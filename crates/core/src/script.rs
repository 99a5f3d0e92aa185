//! Extension entry points: per-run registration and the post-run teardown.

use anyhow::{Context, Result};
use serde::Serialize;
use tracing::{info, warn};

use crate::collection::DecoderIndexing;
use crate::config::HiresFixSettings;
use crate::controller::{restore_network, PatchController, RestoreReport};
use crate::host::{GenerationRun, SampleOutcome, Sampler};
use crate::network::Network;
use crate::types::Tensor;

pub const SCRIPT_TITLE: &str = "Kohya Hires.fix";
/// Owner key of the denoiser callback in the host registry.
pub const CALLBACK_OWNER: &str = "kohya_hires_fix";

#[derive(Debug, Clone, Copy, PartialEq, Eq, Serialize)]
#[serde(rename_all = "kebab-case")]
pub enum SkipReason {
    /// The script itself was switched off.
    Disabled,
    /// The host flagged this run to run without the fix.
    Suppressed,
    /// `enable = false` in the run settings.
    NotEnabled,
}

#[derive(Debug, Clone, Copy, PartialEq, Eq, Serialize)]
#[serde(rename_all = "kebab-case", tag = "status", content = "reason")]
pub enum ProcessOutcome {
    Registered,
    Skipped(SkipReason),
}

pub struct GenerationReport {
    pub process: ProcessOutcome,
    pub sample: SampleOutcome,
    pub restore: RestoreReport,
}

#[derive(Debug, Default)]
pub struct HiresFixScript {
    disable: bool,
}

impl HiresFixScript {
    pub fn new() -> Self {
        Self::default()
    }

    pub fn title(&self) -> &'static str {
        SCRIPT_TITLE
    }

    pub fn is_enabled(&self) -> bool {
        !self.disable
    }

    pub fn set_disabled(&mut self, disable: bool) {
        self.disable = disable;
    }

    /// Register a fresh [`PatchController`] for this run, or deregister when the fix is off.
    pub fn process(
        &self,
        run: &mut GenerationRun,
        settings: &HiresFixSettings,
    ) -> Result<ProcessOutcome> {
        let skip = if self.disable {
            Some(SkipReason::Disabled)
        } else if run.suppress_hires_fix {
            Some(SkipReason::Suppressed)
        } else if !settings.enable {
            Some(SkipReason::NotEnabled)
        } else {
            None
        };

        let removed = run.callbacks.remove_owner(CALLBACK_OWNER);
        if let Some(reason) = skip {
            info!(?reason, removed, "{SCRIPT_TITLE} inactive for this run; callback deregistered");
            return Ok(ProcessOutcome::Skipped(reason));
        }

        let config = settings.resolve()?;
        info!(
            inner_depth = config.inner().depth,
            outer_depth = config.outer().depth,
            downscale = config.downscale,
            upscale = config.upscale,
            mode = %config.mode,
            only_one_pass = config.only_one_pass,
            "{SCRIPT_TITLE} registered"
        );
        run.callbacks
            .register(CALLBACK_OWNER, Box::new(PatchController::new(config)));
        Ok(ProcessOutcome::Registered)
    }

    /// Drop this run's callback and revert any wrapper still in the network.
    pub fn postprocess(
        &self,
        run: &mut GenerationRun,
        network: &mut Network,
        indexing: DecoderIndexing,
    ) -> Result<RestoreReport> {
        run.callbacks.remove_owner(CALLBACK_OWNER);
        restore_network(network, indexing).context("failed to restore network after run")
    }

    /// `process`, sample, then `postprocess`; teardown runs even if sampling fails.
    pub fn run_generation(
        &self,
        settings: &HiresFixSettings,
        network: &mut Network,
        run: &mut GenerationRun,
        latent: Tensor,
    ) -> Result<GenerationReport> {
        let process = self.process(run, settings)?;
        let sampled = Sampler::sample(network, run, latent);
        let restored = self.postprocess(run, network, settings.indexing());
        let (sample, restore) = settle_run(sampled, restored)?;
        Ok(GenerationReport {
            process,
            sample,
            restore,
        })
    }
}

/// Combine sampling and teardown results; a sampling error wins but keeps the teardown error.
fn settle_run(
    sampled: Result<SampleOutcome>,
    restored: Result<RestoreReport>,
) -> Result<(SampleOutcome, RestoreReport)> {
    match (sampled, restored) {
        (Ok(sample), Ok(restore)) => Ok((sample, restore)),
        (Ok(_), Err(restore_error)) => Err(restore_error),
        (Err(error), Ok(restore)) => {
            warn!(
                restored = restore.total(),
                "Sampling failed; network restored before reporting"
            );
            Err(error.context("generation run failed"))
        }
        (Err(error), Err(restore_error)) => Err(error.context(format!(
            "generation run failed and teardown failed too: {restore_error:#}"
        ))),
    }
}

#[cfg(test)]
mod tests {
    use super::*;
    use crate::host::{DenoiserHook, DenoiserParams, PassPlan};
    use anyhow::{anyhow, bail};

    struct FailAt(usize);

    impl DenoiserHook for FailAt {
        fn on_denoiser_step(&mut self, _network: &mut Network, params: &DenoiserParams) -> Result<()> {
            if params.sampling_step == self.0 {
                bail!("host aborted");
            }
            Ok(())
        }
    }

    fn empty_outcome() -> SampleOutcome {
        SampleOutcome {
            latent: Tensor::zeros((1, 1, 1, 1)),
            steps: Vec::new(),
            total_cost: 0,
        }
    }

    #[test]
    fn test_settle_run_keeps_both_errors() {
        let err = settle_run(Err(anyhow!("sampler exploded")), Err(anyhow!("restore exploded")))
            .err()
            .expect("should fail");
        let message = format!("{err:#}");
        assert!(message.contains("sampler exploded"));
        assert!(message.contains("teardown failed too: restore exploded"));
    }

    #[test]
    fn test_settle_run_reports_single_failures() {
        let err = settle_run(Ok(empty_outcome()), Err(anyhow!("restore exploded")))
            .err()
            .expect("should fail");
        assert_eq!(err.to_string(), "restore exploded");

        let err = settle_run(Err(anyhow!("sampler exploded")), Ok(RestoreReport::default()))
            .err()
            .expect("should fail");
        assert_eq!(err.to_string(), "generation run failed");

        let (sample, restore) = settle_run(Ok(empty_outcome()), Ok(RestoreReport::default())).unwrap();
        assert!(sample.steps.is_empty());
        assert_eq!(restore.total(), 0);
    }

    #[test]
    fn test_title_and_enable_state() {
        let mut script = HiresFixScript::new();
        assert_eq!(script.title(), "Kohya Hires.fix");
        assert!(script.is_enabled());
        script.set_disabled(true);
        assert!(!script.is_enabled());
    }

    #[test]
    fn test_process_registers_one_callback() {
        let script = HiresFixScript::new();
        let mut run = GenerationRun::single_pass(10).unwrap();
        let settings = HiresFixSettings::default();

        assert_eq!(script.process(&mut run, &settings).unwrap(), ProcessOutcome::Registered);
        assert_eq!(script.process(&mut run, &settings).unwrap(), ProcessOutcome::Registered);
        assert_eq!(run.callbacks.owners(), vec![CALLBACK_OWNER]);
    }

    #[test]
    fn test_process_deregisters_when_inactive() {
        let mut script = HiresFixScript::new();
        let mut run = GenerationRun::single_pass(10).unwrap();
        let settings = HiresFixSettings::default();
        script.process(&mut run, &settings).unwrap();

        let off = HiresFixSettings {
            enable: false,
            ..Default::default()
        };
        assert_eq!(
            script.process(&mut run, &off).unwrap(),
            ProcessOutcome::Skipped(SkipReason::NotEnabled)
        );
        assert!(run.callbacks.is_empty());

        run.suppress_hires_fix = true;
        assert_eq!(
            script.process(&mut run, &settings).unwrap(),
            ProcessOutcome::Skipped(SkipReason::Suppressed)
        );

        script.set_disabled(true);
        assert_eq!(
            script.process(&mut run, &settings).unwrap(),
            ProcessOutcome::Skipped(SkipReason::Disabled)
        );
        assert!(run.callbacks.is_empty());
    }

    #[test]
    fn test_process_rejects_invalid_settings_without_registering() {
        let script = HiresFixScript::new();
        let mut run = GenerationRun::single_pass(10).unwrap();
        let settings = HiresFixSettings {
            upscale: -2.0,
            ..Default::default()
        };
        assert!(script.process(&mut run, &settings).is_err());
        assert!(run.callbacks.is_empty());
    }

    #[test]
    fn test_run_generation_leaves_network_unpatched() {
        let script = HiresFixScript::new();
        let mut network = Network::symmetric(12, 4).unwrap();
        let before = network.layout();
        let mut run = GenerationRun::single_pass(20).unwrap();
        let settings = HiresFixSettings::default();

        let report = script
            .run_generation(&settings, &mut network, &mut run, Tensor::ones((1, 4, 16, 16)))
            .unwrap();
        assert_eq!(report.process, ProcessOutcome::Registered);
        assert_eq!(report.sample.steps.len(), 20);
        assert_eq!(report.sample.steps[0].input_blocks[0].index, 3);
        assert_eq!(network.layout(), before);
        assert!(run.callbacks.is_empty());
    }

    #[test]
    fn test_run_generation_restores_after_sampling_failure() {
        let script = HiresFixScript::new();
        let mut network = Network::symmetric(12, 4).unwrap();
        let before = network.layout();
        let mut run = GenerationRun::new(vec![PassPlan::new(20)]).unwrap();
        let settings = HiresFixSettings {
            smooth_scaling: false,
            ..Default::default()
        };
        script.process(&mut run, &settings).unwrap();
        run.callbacks.register("host", Box::new(FailAt(1)));

        // run_generation re-registers its own hook; the host hook stays.
        let err = script
            .run_generation(&settings, &mut network, &mut run, Tensor::ones((1, 4, 16, 16)))
            .err()
            .expect("should fail");
        assert!(format!("{err:#}").contains("host aborted"));
        assert_eq!(network.layout(), before);
        assert_eq!(run.callbacks.owners(), vec!["host"]);
    }
}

----

*TASK STATEMENT*
Print the records above verbatim from their first line to the line containing "Some(SkipReason::Disabled)", both included, and stop there.

*PROBLEM SOLUTION*
filename crates/core/src/script.rs
repository 99a5f3d0e92aa185
//! Extension entry points: per-run registration and the post-run teardown.

use anyhow::{Context, Result};
use serde::Serialize;
use tracing::{info, warn};

use crate::collection::DecoderIndexing;
use crate::config::HiresFixSettings;
use crate::controller::{restore_network, PatchController, RestoreReport};
use crate::host::{GenerationRun, SampleOutcome, Sampler};
use crate::network::Network;
use crate::types::Tensor;

pub const SCRIPT_TITLE: &str = "Kohya Hires.fix";
/// Owner key of the denoiser callback in the host registry.
pub const CALLBACK_OWNER: &str = "kohya_hires_fix";

#[derive(Debug, Clone, Copy, PartialEq, Eq, Serialize)]
#[serde(rename_all = "kebab-case")]
pub enum SkipReason {
    /// The script itself was switched off.
    Disabled,
    /// The host flagged this run to run without the fix.
    Suppressed,
    /// `enable = false` in the run settings.
    NotEnabled,
}

#[derive(Debug, Clone, Copy, PartialEq, Eq, Serialize)]
#[serde(rename_all = "kebab-case", tag = "status", content = "reason")]
pub enum ProcessOutcome {
    Registered,
    Skipped(SkipReason),
}

pub struct GenerationReport {
    pub process: ProcessOutcome,
    pub sample: SampleOutcome,
    pub restore: RestoreReport,
}

#[derive(Debug, Default)]
pub struct HiresFixScript {
    disable: bool,
}

impl HiresFixScript {
    pub fn new() -> Self {
        Self::default()
    }

    pub fn title(&self) -> &'static str {
        SCRIPT_TITLE
    }

    pub fn is_enabled(&self) -> bool {
        !self.disable
    }

    pub fn set_disabled(&mut self, disable: bool) {
        self.disable = disable;
    }

    /// Register a fresh [`PatchController`] for this run, or deregister when the fix is off.
    pub fn process(
        &self,
        run: &mut GenerationRun,
        settings: &HiresFixSettings,
    ) -> Result<ProcessOutcome> {
        let skip = if self.disable {
            Some(SkipReason::Disabled)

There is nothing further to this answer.